Among the computer researchers were Wally Feurzeig and Seymour Papert, who were working on educational applications. Papert was a consultant to BBN for about four years in the late 1960s. While there, he conceived of and made the first rough design of a programming language that would be accessible to school-age children. The idea was adopted as a research theme by BBN's education group, which Feurzeig ran, and the language came to be called LOGO.

While the acousticians usually came to work in jackets and ties, the atmosphere on the computer side was decidedly more relaxed. “When we got into the computer business we had the strangest people working for us,” said Beranek. He appreciated the brilliance of the people Lick hired but seldom felt comfortable around them. He recalled being invited to a New Year's Eve party at the home of a computer engineer around 1965. “It was like going to the Addams Family house,” Beranek said. “They were all in bare feet. The women were wearing tight-fitting clothing. I showed up with a tie on and had to take it off.”
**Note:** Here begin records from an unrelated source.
use std::path::PathBuf;

use seqfont::Config;

/// Build a color font, stylesheet and demo page from a set of color schemes.
///
/// With no arguments, builds `Protsolata` from `Inconsolata-Regular.otf` and
/// `cleancolors.json` in the current directory.
#[derive(clap::Parser, Debug)]
#[command(version, about)]
struct Args {
    /// The font whose outlines are used
    #[arg(long)]
    source: Option<PathBuf>,
    /// JSON file of color schemes
    #[arg(long)]
    schemes: Option<PathBuf>,
    /// Directory for the generated files
    #[arg(long, short)]
    out_dir: Option<PathBuf>,
    /// Family name of the generated font, also used to name output files
    #[arg(long)]
    font_name: Option<String>,
    /// The scheme used for palette 0
    #[arg(long)]
    base: Option<String>,
    /// Also write a TTX fragment per scheme to this directory
    #[arg(long)]
    ttx_dir: Option<PathBuf>,
}

impl Args {
    fn into_config(self) -> Config {
        let defaults = Config::default();
        Config {
            source_font: self.source.unwrap_or(defaults.source_font),
            schemes: self.schemes.unwrap_or(defaults.schemes),
            out_dir: self.out_dir.unwrap_or(defaults.out_dir),
            font_name: self.font_name.unwrap_or(defaults.font_name),
            base_scheme: self.base.unwrap_or(defaults.base_scheme),
            ttx_dir: self.ttx_dir.or(defaults.ttx_dir),
            ..defaults
        }
    }
}

fn main() {
    env_logger::init();
    use clap::Parser as _;
    let config = Args::parse().into_config();
    log::debug!("{config:?}");
    if let Err(e) = seqfont::run(&config, &mut rand::thread_rng(), std::io::stdout().lock()) {
        eprintln!("error: {e}");
        std::process::exit(1);
    }
}
//! Helpers for finished sfnt binaries.

use write_fonts::{
    read::{tables::compute_checksum, FontRef, TableProvider},
    types::Tag,
};

use crate::Error;

/// The sum every table, and the font as a whole, should have after the
/// `head` checksum adjustment is applied.
pub const CHECKSUM_MAGIC: u32 = 0xB1B0AFBA;

/// One table of a compiled font.
#[derive(Clone, Copy, Debug, PartialEq, Eq)]
pub struct TableEntry<'a> {
    pub tag: Tag,
    pub checksum: u32,
    pub data: &'a [u8],
}

/// A compiled font, split into its tables.
#[derive(Clone, Debug)]
pub struct Sfnt<'a> {
    pub flavor: u32,
    /// In table directory order, i.e. sorted by tag.
    pub tables: Vec<TableEntry<'a>>,
}

impl<'a> Sfnt<'a> {
    pub fn parse(font: &'a [u8]) -> Result<Self, Error> {
        let read = FontRef::new(font).map_err(|source| Error::TableRead {
            table: "sfnt",
            source,
        })?;
        let tables = read
            .table_directory
            .table_records()
            .iter()
            .map(|record| {
                let data = read.data_for_tag(record.tag()).ok_or(Error::TableRead {
                    table: "sfnt",
                    source: write_fonts::read::ReadError::OutOfBounds,
                })?;
                Ok(TableEntry {
                    tag: record.tag(),
                    checksum: record.checksum(),
                    data: data.as_bytes(),
                })
            })
            .collect::<Result<_, Error>>()?;
        Ok(Sfnt {
            flavor: read.table_directory.sfnt_version(),
            tables,
        })
    }

    /// The size of the font with every table padded to four bytes.
    pub fn padded_size(&self) -> usize {
        12 + 16 * self.tables.len()
            + self
                .tables
                .iter()
                .map(|table| pad4(table.data.len()))
                .sum::<usize>()
    }
}

/// Round up to a multiple of four.
pub fn pad4(len: usize) -> usize {
    (len + 3) & !3
}

/// Sum of the big-endian u32 words of `data`, zero padded.
pub fn checksum(data: &[u8]) -> u32 {
    compute_checksum(data)
}
//! Collecting the glyphs of the output font.
//!
//! The [`GlyphSetBuilder`] is the state shared by every stage between loading the
//! schemes and assembling the font: glyph order, outlines, metrics, the
//! layer table and the character mappings.

use std::collections::HashSet;

use indexmap::IndexMap;
use kurbo::BezPath;

use crate::{
    scheme::{to_lower, SchemeSet},
    source::{GlyphSource, HMetric, SourceOutline},
    Error,
};

pub const NOTDEF: &str = ".notdef";
pub const SPACE: &str = "space";
pub const LAYER_SUFFIX: &str = ".layer";

/// Characters that are copied as plain, single-color glyphs.
pub const PLAIN_CHARS: &str = "0123456789-.|+";

/// The character whose advance is used for the placeholder glyphs.
pub const REFERENCE_CHAR: char = 'A';

/// A glyph in the output font.
#[derive(Clone, Debug, PartialEq)]
pub struct GlyphEntry {
    pub outline: SourceOutline,
    pub metric: HMetric,
}

impl GlyphEntry {
    fn empty(metric: HMetric) -> Self {
        GlyphEntry {
            outline: SourceOutline::Path(BezPath::new()),
            metric,
        }
    }
}

/// One layer of a color glyph: the glyph drawn and its color slot.
#[derive(Clone, Debug, PartialEq, Eq)]
pub struct LayerRef {
    pub glyph: String,
    pub slot: u16,
}

/// The glyphs of the font being built, in glyph order.
#[derive(Clone, Debug)]
pub struct GlyphSetBuilder {
    glyphs: IndexMap<String, GlyphEntry>,
    layers: IndexMap<String, Vec<LayerRef>>,
    mappings: IndexMap<char, String>,
    default_metric: HMetric,
}

impl GlyphSetBuilder {
    /// Start a glyph set with the `.notdef` and `space` placeholders.
    ///
    /// Both take the advance of the source 'A' and map nothing but the space
    /// characters; a source without an 'A' is an error.
    pub fn new(source: &impl GlyphSource) -> Result<Self, Error> {
        let advance = source
            .glyph_for_char(REFERENCE_CHAR)
            .and_then(|glyph| source.metric(glyph))
            .ok_or(Error::MissingReferenceGlyph(REFERENCE_CHAR))?
            .advance;
        let default_metric = HMetric::new(advance, 0);

        let mut glyphs = IndexMap::new();
        glyphs.insert(NOTDEF.to_owned(), GlyphEntry::empty(default_metric));
        glyphs.insert(SPACE.to_owned(), GlyphEntry::empty(default_metric));
        let mut mappings = IndexMap::new();
        mappings.insert(' ', SPACE.to_owned());
        mappings.insert('\u{A0}', SPACE.to_owned());

        Ok(GlyphSetBuilder {
            glyphs,
            layers: IndexMap::new(),
            mappings,
            default_metric,
        })
    }

    /// Add a base glyph and a color layer for both cases of every letter.
    ///
    /// Cases missing from the source character map are skipped.
    pub fn add_letters(
        &mut self,
        source: &impl GlyphSource,
        schemes: &SchemeSet,
    ) -> Result<(), Error> {
        for &letter in schemes.letters() {
            let Some(slot) = schemes.slot(letter) else {
                continue;
            };
            let lower = to_lower(letter);
            let cases = if lower == letter {
                &[letter][..]
            } else {
                &[letter, lower][..]
            };
            for &ch in cases {
                self.add_letter(source, ch, slot)?;
            }
        }
        Ok(())
    }

    fn add_letter(&mut self, source: &impl GlyphSource, ch: char, slot: u16) -> Result<(), Error> {
        let Some(source_glyph) = source.glyph_for_char(ch) else {
            log::debug!("'{ch}' is not in the source character map, skipping");
            return Ok(());
        };
        let base = ch.to_string();
        if self.glyphs.contains_key(&base) {
            log::warn!("glyph '{base}' already exists, not adding a color layer for '{ch}'");
            return Ok(());
        }
        let layer = format!("{base}{LAYER_SUFFIX}");
        let metric = source.metric(source_glyph).unwrap_or(self.default_metric);
        let path = source.flattened(source_glyph)?;
        log::debug!("'{ch}': base '{base}', layer '{layer}' from '{source_glyph}', slot {slot}");

        self.glyphs.insert(base.clone(), GlyphEntry::empty(metric));
        self.glyphs.insert(
            layer.clone(),
            GlyphEntry {
                outline: SourceOutline::Path(path),
                metric,
            },
        );
        self.layers.insert(base.clone(), vec![LayerRef { glyph: layer, slot }]);
        self.mappings.insert(ch, base);
        Ok(())
    }

    /// Copy the glyphs of `chars` under their source names.
    ///
    /// Characters that are missing from the source, or that already have a
    /// glyph in this set, are skipped.
    pub fn add_plain(&mut self, source: &impl GlyphSource, chars: &str) -> Result<(), Error> {
        for ch in chars.chars() {
            if self.mappings.contains_key(&ch) {
                log::debug!("'{ch}' is already mapped, not copying it again");
                continue;
            }
            let Some(source_glyph) = source.glyph_for_char(ch) else {
                log::debug!("'{ch}' is not in the source character map, skipping");
                continue;
            };
            let source_glyph = source_glyph.to_owned();
            self.copy_glyph(source, &source_glyph)?;
            self.mappings.insert(ch, source_glyph);
        }
        Ok(())
    }

    /// Copy a glyph, and every glyph it uses as a component, from the source.
    ///
    /// Glyphs already in the set are left alone, so copying the same glyph
    /// twice is a no-op. Components are visited depth first and appended to
    /// the glyph order after the glyph that uses them.
    pub fn copy_glyph(&mut self, source: &impl GlyphSource, glyph: &str) -> Result<(), Error> {
        let mut visited = HashSet::new();
        let mut stack = vec![glyph.to_owned()];
        while let Some(name) = stack.pop() {
            if !visited.insert(name.clone()) || self.glyphs.contains_key(&name) {
                continue;
            }
            let outline = source.outline(&name)?;
            let metric = source.metric(&name).unwrap_or(self.default_metric);
            // reversed so that the first component is copied first
            let components = outline
                .component_names()
                .map(str::to_owned)
                .collect::<Vec<_>>();
            stack.extend(components.into_iter().rev());
            log::debug!("copied '{name}'");
            self.glyphs.insert(name, GlyphEntry { outline, metric });
        }
        Ok(())
    }

    /// Glyph names in glyph order.
    pub fn glyph_order(&self) -> impl Iterator<Item = &str> + '_ {
        self.glyphs.keys().map(String::as_str)
    }

    /// Glyphs in glyph order.
    pub fn iter(&self) -> impl Iterator<Item = (&str, &GlyphEntry)> + '_ {
        self.glyphs.iter().map(|(name, glyph)| (name.as_str(), glyph))
    }

    pub fn get(&self, glyph: &str) -> Option<&GlyphEntry> {
        self.glyphs.get(glyph)
    }

    /// The position of a glyph in glyph order.
    pub fn index_of(&self, glyph: &str) -> Option<usize> {
        self.glyphs.get_index_of(glyph)
    }

    pub fn len(&self) -> usize {
        self.glyphs.len()
    }

    pub fn is_empty(&self) -> bool {
        self.glyphs.is_empty()
    }

    /// The layer table: base glyph to the layers drawn over it.
    pub fn layers(&self) -> &IndexMap<String, Vec<LayerRef>> {
        &self.layers
    }

    /// Character to glyph name mappings for the output character map.
    pub fn mappings(&self) -> &IndexMap<char, String> {
        &self.mappings
    }
}
// Test data for booking scenarios: a fixed booking and randomized valid ones

use crate::booking::{BookingDates, BookingRequest};
use chrono::{Days, Local, NaiveDate};
use rand::seq::SliceRandom;
use rand::{thread_rng, Rng};

const FIRST_NAMES: &[&str] = &[
    "Ivan", "Maria", "John", "Aiko", "Pedro", "Olga", "Samir", "Lena", "Tomas", "Nadia",
];
const LAST_NAMES: &[&str] = &[
    "Ivanov", "Garcia", "Smith", "Tanaka", "Silva", "Petrova", "Haddad", "Novak", "Berg", "Kowalski",
];
const ADDITIONAL_NEEDS: &[&str] = &[
    "Breakfast",
    "Dinner",
    "Late checkout",
    "Airport transfer",
    "Extra bed",
    "Parking",
];

// Guest Ivan Ivanov, two weeks in February 2025
pub fn fixed_booking() -> BookingRequest {
    BookingRequest {
        firstname: "Ivan".to_string(),
        lastname: "Ivanov".to_string(),
        totalprice: 150,
        depositpaid: true,
        bookingdates: BookingDates::new("2025-02-01", "2025-02-10"),
        additionalneeds: Some("Dinner".to_string()),
    }
}

pub fn booking_dates() -> BookingDates {
    booking_dates_from(Local::now().date_naive(), &mut thread_rng())
}

/// Checkin 1 to 30 days after `today`, checkout 1 to 14 nights later.
pub fn booking_dates_from<R: Rng + ?Sized>(today: NaiveDate, rng: &mut R) -> BookingDates {
    let checkin = today + Days::new(rng.gen_range(1..=30));
    let checkout = checkin + Days::new(rng.gen_range(1..=14));

    BookingDates::new(
        checkin.format("%Y-%m-%d").to_string(),
        checkout.format("%Y-%m-%d").to_string(),
    )
}

pub fn random_booking() -> BookingRequest {
    random_booking_with(Local::now().date_naive(), &mut thread_rng())
}

pub fn random_booking_with<R: Rng + ?Sized>(today: NaiveDate, rng: &mut R) -> BookingRequest {
    BookingRequest {
        firstname: pick(FIRST_NAMES, rng),
        lastname: pick(LAST_NAMES, rng),
        totalprice: rng.gen_range(1..=1000),
        depositpaid: rng.gen_bool(0.5),
        bookingdates: booking_dates_from(today, rng),
        additionalneeds: Some(pick(ADDITIONAL_NEEDS, rng)),
    }
}

fn pick<R: Rng + ?Sized>(options: &[&str], rng: &mut R) -> String {
    options.choose(rng).copied().unwrap_or_default().to_string()
}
Frank Heart was a notable exception. Conservative in his attire and prone to caution in general, Heart was at that time a computer systems engineer at MIT's Lincoln Lab. In 1966 BBN embarked on a campaign to hire him for its hospital computer project. Heart was an engineer with a reputation for making things happen. Tell him you wanted something built and, by god, you would have it. But Heart was also hardheaded and not easy to pry away from Lincoln.

A self-described “overprotected Jewish kid from Yonkers,” Heart was bookish and, in high school, a bit of a nerd. Frank wanted desperately to attend MIT, which posed a problem for his parents, who were of modest means. (Through the Depression, Heart's father managed to keep his job as an engineer for Otis Elevator.) The thought of sending her only son to a school so far away was particularly difficult for Frank's mother, who did most of the overprotecting. MIT admitted him in 1947, but with a scholarship so small as to guarantee continued financial struggles for his parents.
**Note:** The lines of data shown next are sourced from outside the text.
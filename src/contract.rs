// Contract checks for the create-booking endpoint.
// Given what was sent, work out what the service must echo and compare it with what came back.

use crate::booking::{BookedRecord, BookingDates, BookingPayload, BookingResponse};
use crate::client::ApiError;
use chrono::NaiveDate;
use serde_json::Value;
use std::fmt::Debug;
use thiserror::Error;

const DATE_INPUT_FORMATS: [&str; 2] = ["%Y-%m-%d", "%Y/%m/%d"];
const DATE_OUTPUT_FORMAT: &str = "%Y-%m-%d";

// Keys every accepted booking carries in the response
pub const BOOKING_KEYS: [&str; 5] = [
    "firstname",
    "lastname",
    "totalprice",
    "depositpaid",
    "bookingdates",
];

#[derive(Error, Debug, Clone, PartialEq)]
pub enum ContractViolation {
    #[error("{field} does not match with expected: expected {expected}, got {actual}")]
    FieldMismatch {
        field: String,
        expected: String,
        actual: String,
    },

    #[error("bookingid must be a positive integer, got {0}")]
    InvalidBookingId(i64),

    #[error("{0} is missing in response")]
    MissingKey(String),

    #[error("{key} should be {expected}")]
    WrongType { key: String, expected: &'static str },

    #[error("expected a remote failure but booking {0} was created")]
    UnexpectedSuccess(i64),

    #[error("unexpected error: {0}")]
    UnexpectedError(String),

    #[error("payload cannot produce an accepted booking: {0}")]
    MalformedPayload(String),
}

/// Canonical `YYYY-MM-DD` form of a stay date given as `YYYY-MM-DD` or `YYYY/MM/DD`.
pub fn normalize_date(raw: &str) -> Option<String> {
    DATE_INPUT_FORMATS
        .iter()
        .find_map(|format| NaiveDate::parse_from_str(raw.trim(), format).ok())
        .map(|date| date.format(DATE_OUTPUT_FORMAT).to_string())
}

/// The record an accepted payload must be echoed as.
///
/// Applies the documented normalizations: dates reformatted to `YYYY-MM-DD`,
/// numeric deposit flags become `value != 0`, numeric price strings are parsed
/// and non-numeric ones nulled. Payloads the service is expected to reject
/// yield [`ContractViolation::MalformedPayload`].
pub fn expected_echo(payload: &BookingPayload) -> Result<BookedRecord, ContractViolation> {
    let firstname = expected_name(payload, "firstname")?;
    let lastname = expected_name(payload, "lastname")?;

    let totalprice = match payload.get("totalprice") {
        Some(Value::Number(n)) => n.as_i64().or_else(|| n.as_f64().map(|p| p.trunc() as i64)),
        Some(Value::String(raw)) => raw
            .trim()
            .parse::<f64>()
            .ok()
            .filter(|p| p.is_finite())
            .map(|p| p.trunc() as i64),
        _ => return Err(malformed("totalprice must be a number or a string")),
    };

    let depositpaid = match payload.get("depositpaid") {
        Some(Value::Bool(paid)) => *paid,
        Some(Value::Number(n)) => n.as_f64().map_or(false, |v| v != 0.0),
        _ => return Err(malformed("depositpaid must be a boolean or a number")),
    };

    let dates = payload
        .get("bookingdates")
        .ok_or_else(|| malformed("bookingdates is missing"))?;
    let bookingdates = BookingDates {
        checkin: expected_date(dates, "checkin")?,
        checkout: expected_date(dates, "checkout")?,
    };

    let additionalneeds = payload
        .get("additionalneeds")
        .and_then(Value::as_str)
        .map(str::to_string);

    Ok(BookedRecord {
        firstname,
        lastname,
        totalprice,
        depositpaid,
        bookingdates,
        additionalneeds,
    })
}

fn expected_name(payload: &BookingPayload, field: &str) -> Result<String, ContractViolation> {
    payload
        .get(field)
        .and_then(Value::as_str)
        .map(str::to_string)
        .ok_or_else(|| malformed(&format!("{} must be a string", field)))
}

fn expected_date(dates: &Value, key: &str) -> Result<String, ContractViolation> {
    dates
        .get(key)
        .and_then(Value::as_str)
        .and_then(normalize_date)
        .ok_or_else(|| malformed(&format!("bookingdates.{} is not a valid date", key)))
}

fn malformed(reason: &str) -> ContractViolation {
    ContractViolation::MalformedPayload(reason.to_string())
}

fn compare<V: PartialEq + Debug>(
    field: &str,
    expected: &V,
    actual: &V,
) -> Result<(), ContractViolation> {
    if expected == actual {
        Ok(())
    } else {
        Err(ContractViolation::FieldMismatch {
            field: field.to_string(),
            expected: format!("{:?}", expected),
            actual: format!("{:?}", actual),
        })
    }
}

/// Checks that a created booking echoes the payload modulo normalization.
pub fn verify_echo(
    payload: &BookingPayload,
    response: &BookingResponse,
) -> Result<(), ContractViolation> {
    if response.bookingid <= 0 {
        return Err(ContractViolation::InvalidBookingId(response.bookingid));
    }

    let expected = expected_echo(payload)?;
    let actual = &response.booking;

    compare("firstname", &expected.firstname, &actual.firstname)?;
    compare("lastname", &expected.lastname, &actual.lastname)?;
    compare("totalprice", &expected.totalprice, &actual.totalprice)?;
    compare("depositpaid", &expected.depositpaid, &actual.depositpaid)?;
    compare(
        "checkin",
        &expected.bookingdates.checkin,
        &actual.bookingdates.checkin,
    )?;
    compare(
        "checkout",
        &expected.bookingdates.checkout,
        &actual.bookingdates.checkout,
    )?;
    compare(
        "additionalneeds",
        &expected.additionalneeds,
        &actual.additionalneeds,
    )
}

/// Checks key presence and primitive types of a raw create-booking answer.
pub fn verify_shape(body: &Value) -> Result<(), ContractViolation> {
    let bookingid = body
        .get("bookingid")
        .ok_or_else(|| ContractViolation::MissingKey("bookingid".to_string()))?;
    if !(bookingid.is_i64() || bookingid.is_u64()) {
        return Err(ContractViolation::WrongType {
            key: "bookingid".to_string(),
            expected: "an integer",
        });
    }

    let booking = body
        .get("booking")
        .ok_or_else(|| ContractViolation::MissingKey("booking".to_string()))?
        .as_object()
        .ok_or_else(|| ContractViolation::WrongType {
            key: "booking".to_string(),
            expected: "an object",
        })?;

    for key in BOOKING_KEYS {
        if !booking.contains_key(key) {
            return Err(ContractViolation::MissingKey(format!("booking.{}", key)));
        }
    }

    let typed = [
        ("firstname", booking["firstname"].is_string(), "a string"),
        ("lastname", booking["lastname"].is_string(), "a string"),
        ("depositpaid", booking["depositpaid"].is_boolean(), "a boolean"),
        ("bookingdates", booking["bookingdates"].is_object(), "an object"),
    ];
    for (key, ok, expected) in typed {
        if !ok {
            return Err(ContractViolation::WrongType {
                key: format!("booking.{}", key),
                expected,
            });
        }
    }

    Ok(())
}

/// Checks that a call failed remotely with exactly this status and message.
pub fn verify_failure(
    result: Result<BookingResponse, ApiError>,
    status: u16,
    message: &str,
) -> Result<(), ContractViolation> {
    match result {
        Ok(created) => Err(ContractViolation::UnexpectedSuccess(created.bookingid)),
        Err(ApiError::RemoteRequestFailure {
            status_code,
            message: actual,
        }) if status_code == status && actual == message => Ok(()),
        Err(other) => Err(ContractViolation::UnexpectedError(other.to_string())),
    }
}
Following the example set by his father, who built elevator control systems, Frank had decided to become an electrical engineer before entering MIT. To ease the financial strain on his family, he enrolled in a five-year master's degree program, in which work and school were combined in alternate semesters. He worked one summer at a General Electric factory testing large power transformers. “That was something you want to do just once,” Heart recalled. In his second year, he chose to specialize in power engineering—the design of large-scale electrical systems, such as power plants, building transformers, generators, and motors.

Then he discovered computers. In 1951, Heart's senior year, MIT offered its first course ever in computer programming, taught by a visiting professor named Gordon Welchman. Heart signed up. “It was an unbelievable revelation to me that a thing like a computer could exist,” Heart said. He dropped out of the work-study program, a decision that shocked many people because it was such a difficult program to get into. “I got all sorts of nasty letters from MIT and G.E.” But he had caught the computer bug and never looked back.
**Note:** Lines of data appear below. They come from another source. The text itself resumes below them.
// Contract test suite for a third-party booking HTTP API

// Export modules for each part of the suite
pub mod booking;
pub mod client;
pub mod config;
pub mod contract;
pub mod fixtures;
pub mod mock_server;
pub mod transport;

// Re-export key types for convenience
pub use booking::{BookedRecord, BookingDates, BookingPayload, BookingRequest, BookingResponse};
pub use client::{ApiError, BookingClient, ClientError, ClientStats};
pub use config::ClientConfig;
pub use contract::{expected_echo, verify_echo, verify_failure, verify_shape, ContractViolation};
pub use mock_server::{BookingSimulator, StubTransport};
pub use transport::{HttpMethod, HttpRequest, HttpResponse, HttpTransport, ReqwestTransport};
Thanks to Welchman's introduction, Heart became so interested in computers that he earned his bachelor's degree one term early and finished his master's degree while working as a research assistant on the Whirlwind Project. Whirlwind controlled a radar defense system for tracking aircraft. A radar (
RA
dio
D
etection
A
nd
R
anging) system measures electromagnetic pulses reflected from an object to provide information concerning its direction and distance. Jamming devices can destroy data from a single radar, but an array of radars can compensate if they are working in concert with a computer. Whirlwind gave Heart his first taste of programming in a real-time environment. When Whirlwind was transferred to Lincoln Lab, Heart was transferred with it. “It was the most painless kind of job change one could imagine,” Heart said.